A second limitation is that childhood physical and sexual abuse history was gathered from the psychiatric history provided at admission and from the ASI. Abuse history was not documented using a validated research rating scale. However, there was convergent validity for childhood abuse documented in clinical case notes versus self-report on a questionnaire (Fisher et al., 2011). Another limitation is that specific information about the perpetrator of the abuse was not available, nor was there information on the severity and the frequency of the traumas. For this reason, the effects of cumulative trauma could not be evaluated. ELS is a broad term that comprises of physical, sexual, and emotional abuse; witnessing domestic violence; having an alcoholic parent; parental rejection, and others. In this study, we focused only on childhood physical and sexual abuse because data on emotional abuse were not available. In addition, we did not consider the effect of multiple diagnoses in our analyses. A final limitation is that we did not look at adult physical and sexual abuse because it would be difficult to separate its effects from the veterans’ combat experience.
In summary, there was an overall prevalence of reported childhood physical or sexual abuse of 18% among veterans admitted to a VA psychiatric ward.

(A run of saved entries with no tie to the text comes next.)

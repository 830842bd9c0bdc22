//! MIME type detection module
//!
//! Maps a file name's extension to the Content-Type sent with it. The table
//! is consulted once per asset while the cache is built, never per request.

use std::path::Path;

/// Fallback for unknown or missing extensions
pub const OCTET_STREAM: &str = "application/octet-stream";

/// Content-Type for a file path, matched on its lowercased extension
pub fn content_type_for(path: &Path) -> &'static str {
    let extension = path
        .extension()
        .and_then(|e| e.to_str())
        .map(str::to_ascii_lowercase);
    content_type_for_extension(extension.as_deref())
}

/// Content-Type for an extension given without the leading dot
pub fn content_type_for_extension(extension: Option<&str>) -> &'static str {
    match extension {
        // Documents and text
        Some("html" | "htm") => "text/html; charset=utf-8",
        Some("css") => "text/css",
        Some("txt") => "text/plain; charset=utf-8",
        Some("md") => "text/markdown; charset=utf-8",
        Some("csv") => "text/csv; charset=utf-8",
        Some("xml") => "text/xml; charset=utf-8",
        Some("rss") => "application/rss+xml",
        Some("atom") => "application/atom+xml",

        // Scripts, data and build artefacts
        Some("js" | "mjs" | "cjs") => "text/javascript; charset=utf-8",
        Some("json" | "map") => "application/json",
        Some("jsonld") => "application/ld+json",
        Some("webmanifest") => "application/manifest+json",
        Some("wasm") => "application/wasm",

        // Images
        Some("png") => "image/png",
        Some("jpg" | "jpeg") => "image/jpeg",
        Some("gif") => "image/gif",
        Some("svg") => "image/svg+xml",
        Some("ico") => "image/vnd.microsoft.icon",
        Some("webp") => "image/webp",
        Some("avif") => "image/avif",

        // Video
        Some("mp4") => "video/mp4",
        Some("webm") => "video/webm",
        Some("ogv") => "video/ogg",

        // Audio
        Some("mp3") => "audio/mpeg",
        Some("ogg" | "oga") => "audio/ogg",
        Some("wav") => "audio/wav",
        Some("m4a") => "audio/mp4",

        // Fonts
        Some("woff") => "font/woff",
        Some("woff2") => "font/woff2",
        Some("ttf") => "font/ttf",
        Some("otf") => "font/otf",

        // Downloads
        Some("pdf") => "application/pdf",
        Some("zip") => "application/zip",
        Some("gz") => "application/gzip",

        _ => OCTET_STREAM,
    }
}
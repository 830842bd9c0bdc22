//! Request routing dispatch module
//!
//! Entry point for HTTP request processing: resolves the virtual host, runs
//! the resolution chain, dispatches to the API or the static responder and
//! records metrics and the access log line for the finished request.

use std::convert::Infallible;
use std::net::SocketAddr;
use std::sync::Arc;
use std::time::{Duration, Instant};

use hyper::body::{Body, Bytes};
use hyper::header::{HeaderValue, SERVER};
use hyper::{Method, Request};

use crate::api;
use crate::config::AppState;
use crate::handler::static_files;
use crate::http::{self, HttpResponse};
use crate::logger::{self, AccessLogEntry};
use crate::observability;
use crate::routing::{self, MatchKind};

/// Request information kept after the request itself has been consumed
pub struct RequestContext {
    pub peer: SocketAddr,
    /// Host as sent by the client, port included
    pub host: String,
    pub method: Method,
    pub path: String,
    pub query: Option<String>,
    pub version: hyper::Version,
    pub referer: Option<String>,
    pub user_agent: Option<String>,
}

impl RequestContext {
    fn from_request<B>(req: &Request<B>, peer: SocketAddr) -> Self {
        let header = |name: &str| {
            req.headers()
                .get(name)
                .and_then(|v| v.to_str().ok())
                .map(ToString::to_string)
        };

        Self {
            peer,
            host: header("host")
                .or_else(|| req.uri().host().map(ToString::to_string))
                .unwrap_or_default(),
            method: req.method().clone(),
            path: req.uri().path().to_string(),
            query: req.uri().query().map(ToString::to_string),
            version: req.version(),
            referer: header("referer"),
            user_agent: header("user-agent"),
        }
    }

    fn is_head(&self) -> bool {
        self.method == Method::HEAD
    }
}

/// Main entry point for HTTP request handling
pub async fn handle_request<B>(
    req: Request<B>,
    state: Arc<AppState>,
    peer: SocketAddr,
) -> Result<HttpResponse, Infallible>
where
    B: Body<Data = Bytes>,
    B::Error: Into<Box<dyn std::error::Error + Send + Sync>>,
{
    let start = Instant::now();
    let ctx = RequestContext::from_request(&req, peer);

    let (mut response, served) = dispatch(req, &state, &ctx).await;

    if let Ok(value) = HeaderValue::from_str(&state.config.http.server_name) {
        response.headers_mut().insert(SERVER, value);
    }

    let route = served.route_label(&ctx, response.status().as_u16());
    finish(&ctx, &state, &response, route, start.elapsed());
    Ok(response)
}

/// Which branch answered a request
///
/// `kind` is `None` when the host is not configured.
#[derive(Debug, Clone, Copy, Default)]
struct Served {
    kind: Option<MatchKind>,
    is_html: bool,
}

impl Served {
    /// Bounded label shared by the metrics and the access log
    fn route_label(self, ctx: &RequestContext, status: u16) -> String {
        routing::route_label(&ctx.path, status, self.kind, self.is_html)
    }
}

/// Produce the response and the branch that answered it
async fn dispatch<B>(
    req: Request<B>,
    state: &AppState,
    ctx: &RequestContext,
) -> (HttpResponse, Served)
where
    B: Body<Data = Bytes>,
    B::Error: Into<Box<dyn std::error::Error + Send + Sync>>,
{
    let Some(domain) = state.domains.resolve(&ctx.host) else {
        logger::log_debug(&format!("[Dispatch] No domain for host '{}'", ctx.host));
        return (unknown_host_response(ctx), Served::default());
    };

    let resolution = state.classifier().classify(domain, &ctx.path, &ctx.method);
    let served = Served {
        kind: Some(resolution.kind),
        is_html: resolution.is_html,
    };
    match resolution.kind {
        MatchKind::ApiPassthrough => {
            let response = api::handle_api(
                req,
                &ctx.host,
                &resolution.path,
                state.config.http.max_body_size,
            )
            .await;
            (response, served)
        }
        _ => (static_files::respond(&resolution), served),
    }
}

fn unknown_host_response(ctx: &RequestContext) -> HttpResponse {
    let path = routing::normalize_path(&ctx.path);
    if path.starts_with("/api/") {
        http::build_text_response(
            hyper::StatusCode::NOT_FOUND,
            api::API_NOT_FOUND,
            ctx.is_head(),
        )
    } else {
        http::build_404_response(ctx.is_head())
    }
}

/// Metrics and access log for a finished request
fn finish(
    ctx: &RequestContext,
    state: &AppState,
    response: &HttpResponse,
    route: String,
    elapsed: Duration,
) {
    let status = response.status().as_u16();
    let metric_host = routing::strip_port(ctx.host.trim()).to_ascii_lowercase();

    observability::record_request(&metric_host, ctx.method.as_str(), status, &route, elapsed);

    if !state.config.logging.access_log {
        return;
    }

    let mut entry = AccessLogEntry::new(
        ctx.peer.ip().to_string(),
        ctx.method.to_string(),
        ctx.path.clone(),
    );
    entry.host.clone_from(&ctx.host);
    entry.query.clone_from(&ctx.query);
    entry.http_version = version_str(ctx.version).to_string();
    entry.status = status;
    entry.body_bytes = body_len(response);
    entry.referer.clone_from(&ctx.referer);
    entry.user_agent.clone_from(&ctx.user_agent);
    entry.route = route;
    entry.request_time_us = u64::try_from(elapsed.as_micros()).unwrap_or(u64::MAX);

    logger::log_access(&entry, &state.config.logging.access_log_format);
}

fn body_len(response: &HttpResponse) -> usize {
    response
        .body()
        .size_hint()
        .exact()
        .and_then(|n| usize::try_from(n).ok())
        .unwrap_or(0)
}

const fn version_str(version: hyper::Version) -> &'static str {
    match version {
        hyper::Version::HTTP_09 => "0.9",
        hyper::Version::HTTP_10 => "1.0",
        hyper::Version::HTTP_2 => "2.0",
        hyper::Version::HTTP_3 => "3.0",
        _ => "1.1",
    }
}
//! Request handler module
//!
//! Host resolution, dispatch to the API or the static chain, and the
//! per-request bookkeeping (metrics and access log).

pub mod router;
pub mod static_files;

// Re-export main entry point
pub use router::handle_request;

This is a clinically relevant finding from a relapse prevention and health care cost perspective. Psychiatric inpatients with depressive disorders and PTSD may be particularly likely to have histories of childhood physical and sexual abuse, and a special screening for abuse is warranted in patients with these diagnoses for personalized management, which is a National Institute of Mental Health mission. More research is needed on how to best treat psychiatric patients with histories of abuse to prevent symptom relapse and to further our understanding of the potential effects of childhood abuse on the clinical course of psychiatric illnesses.
The authors thank the Atlanta Veterans Affairs Medical Center, Decatur, GA, for the support with resources and the use of facilities. The authors thank Cantrina Hayslett for her assistance in the collection of data.
This study was supported by the University of New Mexico Clinical and Translational Science Center grant 1UL1RR031977-01. The first author’s work on the analyses and dissemination of data was supported by the NIMH-funded T32 grant MH067533-07 (PI: William Carpenter, MD) and an American Psychiatric Association/Kempf Fund Award for Research Development in Psychobiological Psychiatry (M. M. K.). Erica Duncan, MD, and Deanna L. Kelly, PharmD, BCCP, have received investigator-initiated grant funding from Janssen Pharmaceutica, Ortho-McNeil Janssen Scientific Affairs, and Bristol-Myers Squibb and Company. The other authors declare no conflict of interest.